(EXERCISE DETAILS): Scan the entries below for lines holding "wiremock". Give the number of such lines alone.

SUPPLIED MATERIAL Start Marker

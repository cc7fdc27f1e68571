//! Integration tests for the note-sync client.
//!
//! These tests run against a local wiremock server; no external
//! services are contacted.

use chrono::Utc;
use focal_sync::notion::{NotionClient, NotionConfig, NOTION_VERSION};
use focal_sync::{Note, SentimentLabel};
use serde_json::json;
use uuid::Uuid;
use wiremock::matchers::{body_partial_json, header, method, path};
use wiremock::{Mock, MockServer, ResponseTemplate};

fn test_config(base_url: String) -> NotionConfig {
    NotionConfig {
        base_url,
        token: Some("secret-token".to_string()),
        database_id: Some("db-42".to_string()),
        timeout_seconds: 5,
    }
}

fn sample_note(body: &str) -> Note {
    Note {
        id: Uuid::new_v4(),
        account_id: Uuid::new_v4(),
        title: "Weekly review".to_string(),
        body: body.to_string(),
        content_type: "markdown".to_string(),
        note_type: "journal".to_string(),
        emoji: "📝".to_string(),
        tags: vec!["review".to_string()],
        category: None,
        character_count: 0,
        word_count: 0,
        reading_time: 1,
        is_favorite: false,
        is_archived: false,
        is_public: false,
        is_template: false,
        sentiment_score: 0.0,
        sentiment_label: SentimentLabel::Neutral,
        remote_page_id: None,
        parent_note_id: None,
        last_accessed_at: None,
        created_at: Utc::now(),
        updated_at: Utc::now(),
    }
}

fn created_page_reply() -> serde_json::Value {
    json!({"object": "page", "id": "page-123"})
}

#[tokio::test]
async fn test_sync_note_creates_page_in_database() {
    let mock_server = MockServer::start().await;

    Mock::given(method("POST"))
        .and(path("/pages"))
        .and(header("Authorization", "Bearer secret-token"))
        .and(header("Notion-Version", NOTION_VERSION))
        .and(header("Content-Type", "application/json"))
        .and(body_partial_json(json!({
            "parent": {"database_id": "db-42"},
            "properties": {
                "Name": {"title": [{"text": {"content": "Weekly review"}}]},
                "Type": {"select": {"name": "journal"}},
                "Tags": {"multi_select": [{"name": "review"}]}
            }
        })))
        .respond_with(ResponseTemplate::new(200).set_body_json(created_page_reply()))
        .expect(1)
        .mount(&mock_server)
        .await;

    let client = NotionClient::new(test_config(mock_server.uri())).expect("client");
    let note = sample_note("Reviewed the sprint.");
    let page_id = client.sync_note(&note).await.expect("page id");

    assert_eq!(page_id, "page-123");
}

#[tokio::test]
async fn test_public_note_syncs_as_published() {
    let mock_server = MockServer::start().await;

    Mock::given(method("POST"))
        .and(path("/pages"))
        .and(body_partial_json(json!({
            "properties": {"Status": {"select": {"name": "Published"}}}
        })))
        .respond_with(ResponseTemplate::new(200).set_body_json(created_page_reply()))
        .expect(1)
        .mount(&mock_server)
        .await;

    let client = NotionClient::new(test_config(mock_server.uri())).expect("client");
    let mut note = sample_note("Shared widely.");
    note.is_public = true;

    client.sync_note(&note).await.expect("page id");
}

#[tokio::test]
async fn test_body_paragraphs_become_blocks() {
    let mock_server = MockServer::start().await;

    Mock::given(method("POST"))
        .and(path("/pages"))
        .respond_with(ResponseTemplate::new(200).set_body_json(created_page_reply()))
        .expect(1)
        .mount(&mock_server)
        .await;

    let client = NotionClient::new(test_config(mock_server.uri())).expect("client");
    let note = sample_note("First paragraph.\n\nSecond paragraph.");
    client.sync_note(&note).await.expect("page id");

    let requests = mock_server.received_requests().await.expect("requests");
    assert_eq!(requests.len(), 1);

    let payload: serde_json::Value = requests[0].body_json().expect("json body");
    let children = payload["children"].as_array().expect("children array");
    assert_eq!(children.len(), 2);
    assert_eq!(children[0]["type"], "paragraph");
    assert_eq!(
        children[0]["paragraph"]["rich_text"][0]["text"]["content"],
        "First paragraph."
    );
    assert_eq!(
        children[1]["paragraph"]["rich_text"][0]["text"]["content"],
        "Second paragraph."
    );
}

#[tokio::test]
async fn test_remote_failure_surfaces_error() {
    let mock_server = MockServer::start().await;

    Mock::given(method("POST"))
        .and(path("/pages"))
        .respond_with(ResponseTemplate::new(500).set_body_json(json!({
            "object": "error",
            "status": 500,
            "code": "internal_server_error",
            "message": "Something went wrong"
        })))
        .expect(1)
        .mount(&mock_server)
        .await;

    let client = NotionClient::new(test_config(mock_server.uri())).expect("client");
    let note = sample_note("Body text here.");
    let err = client.sync_note(&note).await.expect_err("sync error");

    let message = err.to_string();
    assert!(message.contains("500"), "unexpected error: {}", message);
    assert!(
        message.contains("Something went wrong"),
        "unexpected error: {}",
        message
    );
}

#[tokio::test]
async fn test_unconfigured_client_never_calls_out() {
    let mock_server = MockServer::start().await;

    Mock::given(method("POST"))
        .respond_with(ResponseTemplate::new(200).set_body_json(created_page_reply()))
        .expect(0)
        .mount(&mock_server)
        .await;

    let config = NotionConfig {
        base_url: mock_server.uri(),
        token: None,
        database_id: Some("db-42".to_string()),
        timeout_seconds: 5,
    };
    let client = NotionClient::new(config).expect("client");
    assert!(!client.is_configured());

    let note = sample_note("Body text here.");
    let err = client.sync_note(&note).await.expect_err("config error");
    assert!(err.to_string().contains("not configured"));
}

SUPPLIED MATERIAL End Marker

(EXPECTED OUTPUT): 3